Controller services are central to reliable Clockspring deployments. Following these practices helps avoid configuration drift, keeps environments consistent, and reduces surprises when promoting flows or updating shared services.
1. Reuse controller services instead of cloning them
If multiple processors need the same configuration, reference a single controller service.
Cloned services drift over time and make updates harder.
Examples of configs that should never be duplicated:
Database connection pools
SSL context services
OAuth/JWT token providers
Record readers/writers
Cache services
2. Use clear, descriptive names
Names should describe what the service does and which environment it applies to.
Good:
DBCP_Postgres_ProdSSL_Internal_CAOAuth_GCPServiceAcct
Avoid ambiguous labels like DBCP1, CacheTest, or ssl_new.
3. Choose the correct scope before creating the service
Controller services inherit downward. They do not inherit upward or sideways.
Before creating a new service, decide:
Does this need to be available everywhere? → create at Root Canvas
Is this specific to one flow or use case? → create inside that Process Group
Fixing scope after the fact is more work than planning it.
4. Use parameters for environment-specific differences
Instead of hardcoding differences in each controller service (URLs, usernames, passwords, API tokens), use parameters. This keeps services identical across environments while letting the parameter context provide environment-specific values.
Common things to parameterize:
Database hostnames and ports
API endpoints
Basic auth credentials
OAuth client IDs and secrets
File paths for certificates
Parameters + controller services is the cleanest promotion model.
5. Understand the blast radius before modifying a service
Changing a controller service affects every processor referencing it.
Clockspring shows the exact list in the Referencing Components panel (see image).
When modifying:
Check the referencing components list
Confirm you’re not about to break sibling or parent flows
Avoid modifying at peak times
Use parameterized values so you can rotate credentials with minimal disruption
High-risk changes include:
SSL truststore/keystore rotation
Database credential changes
Token provider configuration changes
Driver changes
6. Version and migrate controller services intentionally
Clockspring Registry and manual exports both support including controller services, but you must decide when they come along.
Two important points:
Registry versioning:
Controller services in the same process group as your versioned flow are included automatically.Manual download/export:
Clockspring will ask whether you want to include controller services.

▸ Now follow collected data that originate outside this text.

//! Module: exec
//! Responsibility: hybrid hash/sort GROUP BY execution.
//! Does not own: row production, predicate evaluation or output consumption.
//! Boundary: `GroupByExecutor::execute` is the single entry point; everything
//! below it is invocation-scoped and released by ownership on return.

pub(crate) mod aggregate;
pub(crate) mod driver;
pub(crate) mod hash;
pub(crate) mod interrupt;
pub(crate) mod key;
pub(crate) mod predicate;
pub(crate) mod rollup;
pub(crate) mod row;
pub(crate) mod sort;
pub(crate) mod spec;
pub(crate) mod spill;
pub(crate) mod trace;

#[cfg(test)]
mod tests;

// re-exports
pub use aggregate::{AccumulatorSet, AggregateKind, AggregateSpec};
pub use driver::OutputRow;
pub use hash::{HashTableState, HashTableStats};
pub use interrupt::{Interrupt, NeverInterrupt};
pub use key::{
    ColumnAccessor, GroupKey, GroupKeyRef, KeyAccessors, KeyComparison, KeyOrder, NullOrder,
    SlotAccessor, SortColumn, SortDirection,
};
pub use predicate::{GroupLimit, GroupPredicate, Logical};
pub use rollup::{DimensionFlags, GroupByDimension};
pub use row::{Row, RowSink, RowSource, VecRowSource};
pub use sort::{ExternalSort, InMemorySort};
pub use spec::{GroupBySpec, GroupBySpecError, GroupingMode};
pub use trace::{GroupByTraceEvent, GroupByTracePhase, GroupByTraceSink};

use crate::{
    config::GroupByConfig,
    error::{ErrorOrigin, InternalError},
    exec::{
        driver::{EmitSummary, GroupByDriver, GroupEmitter},
        hash::{HashAggregationTable, HashEntry, ProbeOutcome},
        interrupt::poll,
        spill::{DirectRow, PartialStream, PhaseStreams, SpillReconciler},
        trace::{TraceScope, start_trace},
    },
    obs::sink::{MetricsEvent, Span, record},
};

///
/// GroupByStats
///
/// Per-invocation counters describing which path the rows took.
///

#[derive(Clone, Copy, Debug, Default, Eq, PartialEq)]
pub struct GroupByStats {
    pub rows_scanned: u64,
    pub hash_rows: u64,
    pub direct_rows: u64,
    pub groups_evicted: u64,
    pub spill_records: u64,
    pub reconciled_records: u64,
    pub fast_path: bool,
    pub selectivity_abort: bool,
}

///
/// GroupByOutcome
///

#[derive(Clone, Copy, Debug, Default, Eq, PartialEq)]
pub struct GroupByOutcome {
    pub rows_emitted: u64,
    pub stop_scan: bool,
    pub stats: GroupByStats,
}

///
/// GroupByExecutor
///
/// Runs one GROUP BY: hash phase (when eligible), then either the in-place
/// fast path or sort + reconcile + driver.
///

pub struct GroupByExecutor<'a> {
    spec: &'a GroupBySpec,
    config: GroupByConfig,
    trace: Option<&'a dyn GroupByTraceSink>,
    interrupt: &'a dyn Interrupt,
}

impl<'a> GroupByExecutor<'a> {
    #[must_use]
    pub const fn new(spec: &'a GroupBySpec, config: GroupByConfig) -> Self {
        Self {
            spec,
            config,
            trace: None,
            interrupt: &NeverInterrupt,
        }
    }

    #[must_use]
    pub const fn with_trace(mut self, trace: &'a dyn GroupByTraceSink) -> Self {
        self.trace = Some(trace);
        self
    }

    #[must_use]
    pub const fn with_interrupt(mut self, interrupt: &'a dyn Interrupt) -> Self {
        self.interrupt = interrupt;
        self
    }

    #[must_use]
    pub const fn config(&self) -> &GroupByConfig {
        &self.config
    }

    /// Consume `source` and push every surviving group row into `sink`.
    pub fn execute(
        &self,
        source: &mut dyn RowSource,
        sink: &mut dyn RowSink<OutputRow>,
    ) -> Result<GroupByOutcome, InternalError> {
        self.config.validate()?;
        self.spec.validate()?;

        let trace = start_trace(self.trace, self.hash_eligible(), self.spec.is_rollup());
        let mut span = Span::new(self.hash_eligible());

        let result = self.execute_inner(source, sink, trace.as_ref());
        match &result {
            Ok(outcome) => {
                span.set_rows(outcome.stats.rows_scanned, outcome.stats.hash_rows);
                span.set_groups(outcome.rows_emitted, outcome.stop_scan);
                if outcome.stats.fast_path {
                    span.set_fast_path();
                }
                if let Some(trace) = trace {
                    trace.finish(outcome.rows_emitted, outcome.stop_scan);
                }
                self.debug_log(format!(
                    "group by done: emitted={} stop_scan={} stats={:?}",
                    outcome.rows_emitted, outcome.stop_scan, outcome.stats
                ));
            }
            Err(err) => {
                if let Some(trace) = trace {
                    trace.error(err);
                }
                self.debug_log(format!("group by failed: {}", err.display_with_class()));
            }
        }

        result
    }

    // DISTINCT operand sets grow with the input, so those plans skip hashing.
    fn hash_eligible(&self) -> bool {
        self.config.hash_eligible && !self.spec.has_distinct()
    }

    fn execute_inner(
        &self,
        source: &mut dyn RowSource,
        sink: &mut dyn RowSink<OutputRow>,
        trace: Option<&TraceScope<'_>>,
    ) -> Result<GroupByOutcome, InternalError> {
        let mut stats = GroupByStats::default();
        let mut streams = PhaseStreams::new(self.config.max_spill_record_bytes);

        if self.hash_eligible() {
            let mut table =
                HashAggregationTable::new(&self.spec.aggregates, self.config.regenerate_first_row);
            self.hash_phase(source, &mut table, &mut streams, &mut stats)?;
            if let Some(trace) = trace {
                trace.phase(GroupByTracePhase::HashPhase, stats.hash_rows);
            }

            let table_stats = table.stats();
            if table_stats.evictions == 0 && streams.direct.is_empty() && !self.spec.is_rollup() {
                stats.fast_path = true;
                let summary = self.fast_path(table, sink)?;
                if let Some(trace) = trace {
                    trace.phase(GroupByTracePhase::FastPath, summary.rows_emitted);
                }

                return Ok(outcome(summary, stats));
            }

            table.drain_all(&mut streams)?;
            stats.groups_evicted = table.stats().evictions;
        } else {
            self.direct_phase(source, &mut streams, &mut stats)?;
        }

        stats.direct_rows = streams.direct.len() as u64;
        stats.spill_records = streams.spill.records() as u64;

        let key_order = &self.spec.key_order;
        let sorter = InMemorySort;
        let direct = sorter.sort_by(streams.direct, |left, right| {
            key_order.ordering(left.key.values(), right.key.values())
        })?;

        let partials = if streams.spill.records() == 0 {
            PartialStream::empty()
        } else {
            SpillReconciler::new(key_order, &sorter).reconcile(streams.spill.into_stream())?
        };
        stats.reconciled_records = partials.len() as u64;
        if let Some(trace) = trace {
            trace.phase(GroupByTracePhase::Reconcile, stats.reconciled_records);
        }
        self.debug_log(format!(
            "sort path: direct_rows={} spill_records={} reconciled={}",
            stats.direct_rows, stats.spill_records, stats.reconciled_records
        ));

        let summary = GroupByDriver::new(self.spec, partials, self.interrupt).run(direct, sink)?;
        if let Some(trace) = trace {
            trace.phase(GroupByTracePhase::Drive, summary.rows_emitted);
        }

        Ok(outcome(summary, stats))
    }

    // Probe every row; enforce the budget and the selectivity gate while the
    // table still accepts input.
    fn hash_phase(
        &self,
        source: &mut dyn RowSource,
        table: &mut HashAggregationTable<'_>,
        streams: &mut PhaseStreams,
        stats: &mut GroupByStats,
    ) -> Result<(), InternalError> {
        while let Some(row) = source.next_row()? {
            poll(self.interrupt, ErrorOrigin::Hash)?;
            stats.rows_scanned += 1;

            match table.probe_or_insert(&self.spec.keys, row)? {
                ProbeOutcome::Absorbed => stats.hash_rows += 1,
                ProbeOutcome::Marker(key) => {
                    stats.hash_rows += 1;
                    streams.push_direct(DirectRow::marker(key))?;
                }
                ProbeOutcome::Rejected(row) => {
                    let key = self.spec.keys.owned(&row)?;
                    streams.push_direct(DirectRow::input(key, row))?;
                }
            }

            if table.state() == HashTableState::RejectAll {
                continue;
            }

            let before = table.stats().hash_size_bytes;
            let evicted = table.enforce_memory_budget(self.config.max_hash_bytes, streams)?;
            if evicted > 0 {
                let bytes = before.saturating_sub(table.stats().hash_size_bytes);
                record(MetricsEvent::HashSpill {
                    entries: evicted,
                    bytes,
                });
            }

            let aborted = table.check_selectivity(
                self.config.selectivity_tuple_threshold,
                self.config.selectivity_ratio_threshold,
                streams,
            )?;
            if aborted {
                let table_stats = table.stats();
                stats.selectivity_abort = true;
                record(MetricsEvent::SelectivityAbort {
                    groups: table_stats.group_count,
                    tuples: table_stats.tuple_count,
                });
                self.debug_log(format!(
                    "hash aggregation abandoned: groups={} tuples={}",
                    table_stats.group_count, table_stats.tuple_count
                ));
            }
        }

        Ok(())
    }

    // Hash-ineligible plans send every row straight to the sort path.
    fn direct_phase(
        &self,
        source: &mut dyn RowSource,
        streams: &mut PhaseStreams,
        stats: &mut GroupByStats,
    ) -> Result<(), InternalError> {
        while let Some(row) = source.next_row()? {
            poll(self.interrupt, ErrorOrigin::Driver)?;
            stats.rows_scanned += 1;

            let key = self.spec.keys.owned(&row)?;
            streams.push_direct(DirectRow::input(key, row))?;
        }

        Ok(())
    }

    // Nothing left the table: finalize resident groups in key order, no spill.
    fn fast_path(
        &self,
        table: HashAggregationTable<'_>,
        sink: &mut dyn RowSink<OutputRow>,
    ) -> Result<EmitSummary, InternalError> {
        let specs = &self.spec.aggregates;
        let key_order = &self.spec.key_order;
        let entries = InMemorySort.sort_by(table.into_entries(), |left, right| {
            key_order.ordering(left.key.values(), right.key.values())
        })?;

        let mut emitter = GroupEmitter::new(self.spec);
        for entry in entries {
            poll(self.interrupt, ErrorOrigin::Driver)?;

            let HashEntry { key, value, .. } = entry;
            let mut accumulators = value.accumulators;
            if let Some(first) = &value.cached_first_row {
                accumulators.accumulate(specs, first)?;
            }
            let aggregates = accumulators.finalize(specs)?;

            emitter.offer(
                key.into_values(),
                aggregates,
                value.cached_first_row,
                0,
                sink,
            )?;
            if emitter.stop_scan() {
                break;
            }
        }

        Ok(emitter.summary())
    }

    fn debug_log(&self, s: impl AsRef<str>) {
        if self.config.debug {
            println!("[debug] {}", s.as_ref());
        }
    }
}

const fn outcome(summary: EmitSummary, stats: GroupByStats) -> GroupByOutcome {
    GroupByOutcome {
        rows_emitted: summary.rows_emitted,
        stop_scan: summary.stop_scan,
        stats,
    }
}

If you exclude them, the destination environment must already have matching services, or processors will show as invalid.
Be consistent. Decide whether controller services should travel with the flow or be maintained separately at the environment level.
7. Avoid embedding credentials in processor properties
Use controller services or parameters for authentication.
Good:
OAuth provider in a controller service
Basic auth username/password as parameters
SSL/TLS config in an SSLContextService
Avoid putting raw credentials directly into processor properties unless absolutely necessary.